-- DATA RECORDS --

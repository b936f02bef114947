use rsconf::Target;
use std::error::Error;

fn main() {
    rsconf::rebuild_if_paths_changed(&["src", "Cargo.toml", "build.rs"]);

    let mut target = Target::new().unwrap();
    detect_cfgs(&mut target);
}

/// Check target system support for certain functionality dynamically when the build is invoked,
/// without their having to be explicitly enabled in the `cargo build --features xxx` invocation.
///
/// We are using [`rsconf::enable_cfg()`] instead of [`rsconf::enable_feature()`] as rust features
/// should be used for things that a user can/would reasonably enable or disable to tweak or coerce
/// behavior, but here we are testing for whether or not things are supported altogether.
#[rustfmt::skip]
fn detect_cfgs(target: &mut Target) {
    for (name, handler) in [
        // Ignore the first entry, it just sets up the type inference. Model new entries after the
        // second line.
        (
            "",
            &(|_: &Target| Ok(false)) as &dyn Fn(&Target) -> Result<bool, Box<dyn Error>>,
        ),
        ("apple", &detect_apple),
        ("bsd", &detect_bsd),
        ("have_pipe2", &|target| {
            Ok(target.has_symbol("pipe2"))
        }),
        // Detect if we have a waitstatus with the signal in the upper bits and the
        // return code in the lower byte (historically true on HP-UX style systems).
        ("HAVE_WAITSTATUS_SIGNAL_RET", &|target| {
            Ok(target.r#if("WEXITSTATUS(0x007f) == 0x7f", &["sys/wait.h"]))
        }),
    ] {
        match handler(target) {
            Err(e) => {
                rsconf::warn!("{}: {}", name, e);
                rsconf::declare_cfg(name, false);
            }
            Ok(enabled) => rsconf::declare_cfg(name, enabled),
        }
    }
}

fn detect_apple(_: &Target) -> Result<bool, Box<dyn Error>> {
    Ok(cfg!(target_vendor = "apple"))
}

fn detect_bsd(_: &Target) -> Result<bool, Box<dyn Error>> {
    // Instead of using `#[cfg(any(...))]` everywhere, create a `bsd` alias.
    Ok(cfg!(any(
        target_os = "freebsd",
        target_os = "netbsd",
        target_os = "openbsd",
    )))
}
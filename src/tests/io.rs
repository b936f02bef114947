use crate::io::{IoBufferfill, IoData, SeparatedBuffer, SeparationType};
use crate::tests::prelude::*;
use std::time::Duration;

#[test]
fn test_separated_buffer_coalescing() {
    let mut buffer = SeparatedBuffer::new(0);
    // Adjacent inferred elements coalesce into one.
    assert!(buffer.append(b"abc", SeparationType::inferred));
    assert!(buffer.append(b"def", SeparationType::inferred));
    assert_eq!(buffer.elements().len(), 1);
    assert_eq!(buffer.elements()[0].contents, b"abcdef");

    // An explicit element ends the run; the next inferred element starts a new one.
    assert!(buffer.append(b"x", SeparationType::explicitly));
    assert!(buffer.append(b"tail", SeparationType::inferred));
    assert_eq!(buffer.elements().len(), 3);
    assert_eq!(buffer.len(), 11);

    // Explicitly separated elements get a newline in the serialized form.
    assert_eq!(buffer.newline_serialized(), b"abcdefx\ntail");
}

#[test]
fn test_separated_buffer_limit() {
    let mut buffer = SeparatedBuffer::new(8);
    assert!(buffer.append(b"12345", SeparationType::inferred));
    // This append would exceed the limit: everything is discarded, and the flag sticks.
    assert!(!buffer.append(b"6789", SeparationType::inferred));
    assert!(buffer.discarded());
    assert_eq!(buffer.len(), 0);
    assert!(buffer.elements().is_empty());
    assert!(!buffer.append(b"a", SeparationType::explicitly));

    // clear() resets the discard flag.
    buffer.clear();
    assert!(!buffer.discarded());
    assert!(buffer.append(b"a", SeparationType::explicitly));
}

fn write_all_to_fd(fd: i32, data: &[u8]) {
    let mut written = 0;
    while written < data.len() {
        let amt =
            unsafe { libc::write(fd, data[written..].as_ptr().cast(), data.len() - written) };
        assert!(amt > 0, "write to pipe failed");
        written += amt as usize;
    }
}

#[test]
#[serial]
fn test_bufferfill_reads_pipe_to_eof() {
    test_init();
    let bufferfill = IoBufferfill::create().unwrap();

    // Write into the pipe, then finish: dropping the only reference to the write end widows the
    // pipe and the fill thread drains it to EOF.
    let data = b"hello from the pipe";
    write_all_to_fd(bufferfill.source_fd(), data);

    let buffer = IoBufferfill::finish(bufferfill);
    assert_eq!(buffer.newline_serialized(), data);
    assert!(!buffer.discarded());
}

#[test]
#[serial]
fn test_bufferfill_discards_past_limit() {
    test_init();
    let bufferfill = IoBufferfill::create_opts(16, libc::STDOUT_FILENO).unwrap();
    write_all_to_fd(bufferfill.source_fd(), &[b'x'; 64]);

    // Give the fill thread a moment to drain the pipe before completing it.
    std::thread::sleep(Duration::from_millis(100));
    let buffer = IoBufferfill::finish(bufferfill);
    assert!(buffer.discarded());
    assert_eq!(buffer.len(), 0);
}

-- WHAT IS EXPECTED --
Determine how many lines above contain the word "handler", then give the number by itself.

-- TASK OUTPUT --
2